Sadly, scheduling conflicts kept Jones from making the trip to Nashville, but through the magic of the Internet, he also lent his fretwork to "Misfits and Lovers," a Glad All Over standout he said reminded him of Public Image Ltd. and Mott the Hoople, Dylan reports.
The band sent Jones "Mission" and "Misfits" thinking he'd pick one, but much to their delight, he found himself gravitating toward both. In pulling off the collaboration, Jakob may have one-upped papa Bob, who writes in his memoir, Chronicles, that he wishes he'd tapped the Clash guitarist for his Oh Mercy-era band.
"That's not something I was conscious of," Dylan says, asked if his dad's book inspired him to contact Jones. "But I think I read that same thing. I think there was a possibility to do some touring. I'm not sure if it was a record, but I don't think anybody denies the magic and brilliance of Mick Jones and what he does. That wouldn't surprise any of us that [my father] might have thought of him."
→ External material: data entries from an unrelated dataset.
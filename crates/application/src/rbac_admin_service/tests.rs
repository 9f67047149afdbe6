use std::sync::Arc;

use async_trait::async_trait;
use chrono::Utc;
use tokio::sync::Mutex;
use uuid::Uuid;

use hrdesk_core::{AccessContext, AccessError, AppError, AppResult, RbacError};
use hrdesk_domain::{
    Assignment, EmployeeId, Page, PageRequest, PermissionAction, PermissionGrant, ResourceName,
    Role, RoleKey,
};

use crate::{
    AssignmentEntry, AssignmentQuery, AssignmentRepository, CreateAssignmentInput,
    CreatePermissionInput, CreateRoleInput, PermissionRepository, RoleRepository,
    UpdatePermissionInput, UpdateRoleInput,
};

use super::RbacAdminService;

#[derive(Default)]
struct FakeRbacRepository {
    roles: Mutex<Vec<Role>>,
    assignments: Mutex<Vec<Assignment>>,
    last_query: Mutex<Option<AssignmentQuery>>,
}

#[async_trait]
impl RoleRepository for FakeRbacRepository {
    async fn list_roles(&self) -> AppResult<Vec<Role>> {
        Ok(self.roles.lock().await.clone())
    }

    async fn find_role(&self, role_id: &RoleKey) -> AppResult<Option<Role>> {
        Ok(self
            .roles
            .lock()
            .await
            .iter()
            .find(|role| role.role_id() == role_id)
            .cloned())
    }

    async fn create_role(&self, input: CreateRoleInput) -> AppResult<Role> {
        let now = Utc::now();
        let role = Role::new(input.role_id, input.name, input.description, now, now)?;
        self.roles.lock().await.push(role.clone());
        Ok(role)
    }

    async fn update_role(&self, role_id: &RoleKey, _input: UpdateRoleInput) -> AppResult<Role> {
        Err(AppError::NotFound(format!("role '{role_id}' was not found")))
    }

    async fn delete_role(&self, role_id: &RoleKey) -> AppResult<()> {
        let assignment_count = self
            .assignments
            .lock()
            .await
            .iter()
            .filter(|assignment| assignment.role_id() == role_id)
            .count();
        if assignment_count > 0 {
            return Err(RbacError::RoleInUse {
                role_id: role_id.to_string(),
                assignment_count: assignment_count as u64,
            }
            .into());
        }

        self.roles
            .lock()
            .await
            .retain(|role| role.role_id() != role_id);
        Ok(())
    }
}

#[async_trait]
impl PermissionRepository for FakeRbacRepository {
    async fn list_permissions(
        &self,
        _role_id: Option<&RoleKey>,
    ) -> AppResult<Vec<PermissionGrant>> {
        Ok(Vec::new())
    }

    async fn find_permission(&self, _permission_id: Uuid) -> AppResult<Option<PermissionGrant>> {
        Ok(None)
    }

    async fn create_permission(&self, input: CreatePermissionInput) -> AppResult<PermissionGrant> {
        Err(RbacError::UnknownRole(input.role_id.to_string()).into())
    }

    async fn update_permission(
        &self,
        permission_id: Uuid,
        _input: UpdatePermissionInput,
    ) -> AppResult<PermissionGrant> {
        Err(AppError::NotFound(format!(
            "permission '{permission_id}' was not found"
        )))
    }

    async fn delete_permission(&self, _permission_id: Uuid) -> AppResult<()> {
        Ok(())
    }

    async fn list_permissions_for_employee(
        &self,
        _employee_id: &EmployeeId,
    ) -> AppResult<Vec<PermissionGrant>> {
        Ok(Vec::new())
    }
}

#[async_trait]
impl AssignmentRepository for FakeRbacRepository {
    async fn list_assignments(&self, query: AssignmentQuery) -> AppResult<Page<AssignmentEntry>> {
        let request = query.page;
        *self.last_query.lock().await = Some(query);
        Ok(Page {
            items: Vec::new(),
            total: 0,
            request,
        })
    }

    async fn find_assignment(&self, _assignment_id: Uuid) -> AppResult<Option<AssignmentEntry>> {
        Ok(None)
    }

    async fn create_assignment(&self, input: CreateAssignmentInput) -> AppResult<Assignment> {
        let mut assignments = self.assignments.lock().await;
        if assignments
            .iter()
            .any(|assignment| assignment.binds(&input.employee_id, &input.role_id))
        {
            return Err(RbacError::DuplicateAssignment {
                employee_id: input.employee_id.to_string(),
                role_id: input.role_id.to_string(),
            }
            .into());
        }

        let assignment =
            Assignment::new(Uuid::new_v4(), input.employee_id, input.role_id, Utc::now());
        assignments.push(assignment.clone());
        Ok(assignment)
    }

    async fn update_assignment(
        &self,
        assignment_id: Uuid,
        _role_id: &RoleKey,
    ) -> AppResult<Assignment> {
        Err(AppError::NotFound(format!(
            "assignment '{assignment_id}' was not found"
        )))
    }

    async fn delete_assignment(&self, _assignment_id: Uuid) -> AppResult<()> {
        Ok(())
    }
}

fn service() -> (RbacAdminService, Arc<FakeRbacRepository>) {
    let repository = Arc::new(FakeRbacRepository::default());
    (
        RbacAdminService::new(repository.clone(), repository.clone(), repository.clone()),
        repository,
    )
}

fn actor(subject: &str, role: &str) -> AccessContext {
    AccessContext::new(subject, None, vec![role.to_owned()])
}

fn role_key(value: &str) -> RoleKey {
    let Ok(key) = RoleKey::new(value) else {
        panic!("role key '{value}' should be valid");
    };
    key
}

fn employee_id(value: &str) -> EmployeeId {
    let Ok(employee_id) = EmployeeId::new(value) else {
        panic!("employee id '{value}' should be valid");
    };
    employee_id
}

#[tokio::test]
async fn admin_creates_and_reads_role() {
    let (service, _) = service();
    let admin = actor("alice", "role_admin");

    let created = service
        .create_role(
            &admin,
            CreateRoleInput {
                role_id: role_key("role_auditor"),
                name: "Auditor".to_owned(),
                description: Some("Read-only review".to_owned()),
            },
        )
        .await;
    assert!(created.is_ok());

    let fetched = service.get_role(&admin, &role_key("role_auditor")).await;
    assert!(matches!(fetched, Ok(ref role) if role.name() == "Auditor"));
}

#[tokio::test]
async fn hr_cannot_create_roles_and_repository_is_untouched() {
    let (service, repository) = service();
    let hr = actor("dana", "role_hr");

    let result = service
        .create_role(
            &hr,
            CreateRoleInput {
                role_id: role_key("role_auditor"),
                name: "Auditor".to_owned(),
                description: None,
            },
        )
        .await;

    assert!(matches!(
        result,
        Err(AppError::Access(AccessError::Forbidden { ref allowed, .. }))
            if allowed == &vec!["role_admin".to_owned()]
    ));
    assert!(repository.roles.lock().await.is_empty());
}

#[tokio::test]
async fn employee_cannot_read_roles() {
    let (service, _) = service();

    let result = service.list_roles(&actor("bob", "role_employee")).await;

    assert!(matches!(
        result,
        Err(AppError::Access(AccessError::Forbidden { .. }))
    ));
}

#[tokio::test]
async fn missing_role_is_not_found() {
    let (service, _) = service();

    let result = service
        .get_role(&actor("alice", "role_admin"), &role_key("role_ghost"))
        .await;

    assert!(matches!(result, Err(AppError::NotFound(_))));
}

#[tokio::test]
async fn hr_assigns_roles_and_duplicates_are_rejected() {
    let (service, _) = service();
    let hr = actor("dana", "role_hr");
    let input = CreateAssignmentInput {
        employee_id: employee_id("E1"),
        role_id: role_key("role_manager"),
    };

    let first = service.create_assignment(&hr, input.clone()).await;
    assert!(first.is_ok());

    let second = service.create_assignment(&hr, input).await;
    assert!(matches!(
        second,
        Err(AppError::Rbac(RbacError::DuplicateAssignment { ref employee_id, ref role_id }))
            if employee_id == "E1" && role_id == "role_manager"
    ));
}

#[tokio::test]
async fn manager_cannot_assign_roles() {
    let (service, repository) = service();

    let result = service
        .create_assignment(
            &actor("frank", "role_manager"),
            CreateAssignmentInput {
                employee_id: employee_id("E1"),
                role_id: role_key("role_admin"),
            },
        )
        .await;

    assert!(result.is_err());
    assert!(repository.assignments.lock().await.is_empty());
}

#[tokio::test]
async fn deleting_assigned_role_reports_usage() {
    let (service, _) = service();
    let admin = actor("alice", "role_admin");

    let assigned = service
        .create_assignment(
            &admin,
            CreateAssignmentInput {
                employee_id: employee_id("E1"),
                role_id: role_key("role_manager"),
            },
        )
        .await;
    assert!(assigned.is_ok());

    let result = service.delete_role(&admin, &role_key("role_manager")).await;

    assert!(matches!(
        result,
        Err(AppError::Rbac(RbacError::RoleInUse {
            assignment_count: 1,
            ..
        }))
    ));
}

#[tokio::test]
async fn list_assignments_drops_blank_filters() {
    let (service, repository) = service();

    let result = service
        .list_assignments(
            &actor("dana", "role_hr"),
            AssignmentQuery {
                search: Some("  ".to_owned()),
                department: Some(" Engineering ".to_owned()),
                position: None,
                role_name: Some(String::new()),
                page: PageRequest::new(Some(2), Some(5)),
            },
        )
        .await;
    assert!(result.is_ok());

    let recorded = repository.last_query.lock().await.clone();
    let Some(recorded) = recorded else {
        panic!("repository should receive the query");
    };
    assert_eq!(recorded.search, None);
    assert_eq!(recorded.department.as_deref(), Some("Engineering"));
    assert_eq!(recorded.role_name, None);
    assert_eq!(recorded.page.offset(), 5);
}

#[tokio::test]
async fn permission_for_unknown_role_is_rejected() {
    let (service, _) = service();

    let Ok(resource) = ResourceName::new("payroll") else {
        panic!("resource should be valid");
    };
    let result = service
        .create_permission(
            &actor("alice", "role_admin"),
            CreatePermissionInput {
                role_id: role_key("role_ghost"),
                resource,
                action: PermissionAction::Read,
            },
        )
        .await;

    assert!(matches!(
        result,
        Err(AppError::Rbac(RbacError::UnknownRole(ref role_id))) if role_id == "role_ghost"
    ));
}
use super::*;

use async_trait::async_trait;
use hrdesk_application::{CreateRoleInput, RoleRepository, UpdateRoleInput};
use hrdesk_core::{AppError, RbacError};

#[async_trait]
impl RoleRepository for InMemoryAccessRepository {
    async fn list_roles(&self) -> AppResult<Vec<Role>> {
        let state = self.state.read().await;
        let mut roles: Vec<Role> = state.roles.values().cloned().collect();
        roles.sort_by(|left, right| left.name().cmp(right.name()));

        Ok(roles)
    }

    async fn find_role(&self, role_id: &RoleKey) -> AppResult<Option<Role>> {
        Ok(self.state.read().await.roles.get(role_id).cloned())
    }

    async fn create_role(&self, input: CreateRoleInput) -> AppResult<Role> {
        let now = Utc::now();
        let role = Role::new(input.role_id, input.name, input.description, now, now)?;
        let mut state = self.state.write().await;

        if state.roles.contains_key(role.role_id()) {
            return Err(AppError::Conflict(format!(
                "role '{}' already exists",
                role.role_id()
            )));
        }
        if state.role_name_taken(role.name(), None) {
            return Err(AppError::Conflict(format!(
                "role name '{}' is already in use",
                role.name()
            )));
        }

        state.roles.insert(role.role_id().clone(), role.clone());
        Ok(role)
    }

    async fn update_role(&self, role_id: &RoleKey, input: UpdateRoleInput) -> AppResult<Role> {
        let mut state = self.state.write().await;
        let existing = state
            .roles
            .get(role_id)
            .ok_or_else(|| AppError::NotFound(format!("role '{role_id}' was not found")))?;

        let updated = existing.renamed(input.name, input.description, Utc::now())?;
        if state.role_name_taken(updated.name(), Some(role_id)) {
            return Err(AppError::Conflict(format!(
                "role name '{}' is already in use",
                updated.name()
            )));
        }

        state.roles.insert(role_id.clone(), updated.clone());
        Ok(updated)
    }

    async fn delete_role(&self, role_id: &RoleKey) -> AppResult<()> {
        let mut state = self.state.write().await;
        if !state.roles.contains_key(role_id) {
            return Err(AppError::NotFound(format!("role '{role_id}' was not found")));
        }

        let assignment_count = state.assignment_count(role_id);
        if assignment_count > 0 {
            return Err(RbacError::RoleInUse {
                role_id: role_id.to_string(),
                assignment_count,
            }
            .into());
        }

        state
            .permissions
            .retain(|permission| permission.role_id() != role_id);
        state.roles.remove(role_id);
        Ok(())
    }
}
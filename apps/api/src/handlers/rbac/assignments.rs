use super::*;

use hrdesk_application::CreateAssignmentInput;

pub async fn list_assignments_handler(
    State(state): State<AppState>,
    Extension(context): Extension<AccessContext>,
    Query(query): Query<AssignmentListQuery>,
) -> ApiResult<Json<PageResponse<AssignmentEntryResponse>>> {
    let page = state
        .rbac_admin_service
        .list_assignments(&context, query.into())
        .await?;

    Ok(Json(PageResponse::from(page)))
}

pub async fn get_assignment_handler(
    State(state): State<AppState>,
    Extension(context): Extension<AccessContext>,
    Path(assignment_id): Path<String>,
) -> ApiResult<Json<AssignmentEntryResponse>> {
    let entry = state
        .rbac_admin_service
        .get_assignment(&context, parse_uuid(&assignment_id, "assignment")?)
        .await?;

    Ok(Json(AssignmentEntryResponse::from(entry)))
}

pub async fn create_assignment_handler(
    State(state): State<AppState>,
    Extension(context): Extension<AccessContext>,
    ApiJson(payload): ApiJson<CreateAssignmentRequest>,
) -> ApiResult<(StatusCode, Json<AssignmentResponse>)> {
    let assignment = state
        .rbac_admin_service
        .create_assignment(
            &context,
            CreateAssignmentInput {
                employee_id: EmployeeId::new(payload.employee_id)?,
                role_id: RoleKey::new(payload.role_id)?,
            },
        )
        .await?;

    Ok((StatusCode::CREATED, Json(AssignmentResponse::from(assignment))))
}

pub async fn update_assignment_handler(
    State(state): State<AppState>,
    Extension(context): Extension<AccessContext>,
    Path(assignment_id): Path<String>,
    ApiJson(payload): ApiJson<UpdateAssignmentRequest>,
) -> ApiResult<Json<AssignmentResponse>> {
    let assignment = state
        .rbac_admin_service
        .update_assignment(
            &context,
            parse_uuid(&assignment_id, "assignment")?,
            &RoleKey::new(payload.role_id)?,
        )
        .await?;

    Ok(Json(AssignmentResponse::from(assignment)))
}

pub async fn delete_assignment_handler(
    State(state): State<AppState>,
    Extension(context): Extension<AccessContext>,
    Path(assignment_id): Path<String>,
) -> ApiResult<StatusCode> {
    state
        .rbac_admin_service
        .delete_assignment(&context, parse_uuid(&assignment_id, "assignment")?)
        .await?;

    Ok(StatusCode::NO_CONTENT)
}
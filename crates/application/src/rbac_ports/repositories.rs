use async_trait::async_trait;
use uuid::Uuid;

use hrdesk_core::AppResult;
use hrdesk_domain::{Assignment, EmployeeId, Page, PermissionGrant, Role, RoleKey};

use super::inputs::{
    AssignmentEntry, AssignmentQuery, CreateAssignmentInput, CreatePermissionInput,
    CreateRoleInput, UpdatePermissionInput, UpdateRoleInput,
};

/// Repository port for role definitions.
#[async_trait]
pub trait RoleRepository: Send + Sync {
    /// Lists all roles ordered by display name.
    async fn list_roles(&self) -> AppResult<Vec<Role>>;

    /// Finds a role by identifier.
    async fn find_role(&self, role_id: &RoleKey) -> AppResult<Option<Role>>;

    /// Creates a role; identifier and display name must both be unused.
    async fn create_role(&self, input: CreateRoleInput) -> AppResult<Role>;

    /// Updates name and description; the identifier never changes.
    async fn update_role(&self, role_id: &RoleKey, input: UpdateRoleInput) -> AppResult<Role>;

    /// Deletes a role and its permissions.
    ///
    /// Fails with `RbacError::RoleInUse` while any assignment references it.
    async fn delete_role(&self, role_id: &RoleKey) -> AppResult<()>;
}

/// Repository port for (role, resource, action) grants.
#[async_trait]
pub trait PermissionRepository: Send + Sync {
    /// Lists grants, optionally restricted to one role.
    async fn list_permissions(&self, role_id: Option<&RoleKey>) -> AppResult<Vec<PermissionGrant>>;

    /// Finds a grant by identifier.
    async fn find_permission(&self, permission_id: Uuid) -> AppResult<Option<PermissionGrant>>;

    /// Creates a grant; fails with `RbacError::UnknownRole` for a missing role.
    async fn create_permission(&self, input: CreatePermissionInput) -> AppResult<PermissionGrant>;

    /// Replaces resource and action of an existing grant.
    async fn update_permission(
        &self,
        permission_id: Uuid,
        input: UpdatePermissionInput,
    ) -> AppResult<PermissionGrant>;

    /// Deletes a grant.
    async fn delete_permission(&self, permission_id: Uuid) -> AppResult<()>;

    /// Lists grants reachable through an employee's assignments.
    async fn list_permissions_for_employee(
        &self,
        employee_id: &EmployeeId,
    ) -> AppResult<Vec<PermissionGrant>>;
}

/// Repository port for employee-role assignments.
#[async_trait]
pub trait AssignmentRepository: Send + Sync {
    /// Lists assignments matching the query, one page at a time.
    async fn list_assignments(&self, query: AssignmentQuery) -> AppResult<Page<AssignmentEntry>>;

    /// Finds an assignment by identifier.
    async fn find_assignment(&self, assignment_id: Uuid) -> AppResult<Option<AssignmentEntry>>;

    /// Creates an assignment atomically.
    ///
    /// Fails with `RbacError::DuplicateAssignment` when the pair exists and
    /// with `RbacError::UnknownEmployee` / `RbacError::UnknownRole` when a
    /// referenced record is missing.
    async fn create_assignment(&self, input: CreateAssignmentInput) -> AppResult<Assignment>;

    /// Moves an assignment to another role under the same invariants as create.
    async fn update_assignment(&self, assignment_id: Uuid, role_id: &RoleKey)
    -> AppResult<Assignment>;

    /// Deletes an assignment.
    async fn delete_assignment(&self, assignment_id: Uuid) -> AppResult<()>;
}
The Jones-assisted tunes are two of the more dance-floor-friendly cuts, and while Dylan says Glad All Over "leans forward and has a push that might be different to people," he cautions anyone against thinking the Wallflowers have dug up their roots. Over the years, critics have referred to the band as "dependable," dropping that word in the same way it's used to describe, say, Tom Petty and the Heartbreakers, and Dylan isn't one to argue.
"I take that as a complement -- of course," he says. "I think most people in most bands are not dependable. I think that's a good quality. I think we are. I don't think we ever get too far off the mark, but at the same time, you want to be available to stretch out, which we do."
"If dependable doesn't mean that," he adds, "then I don't know."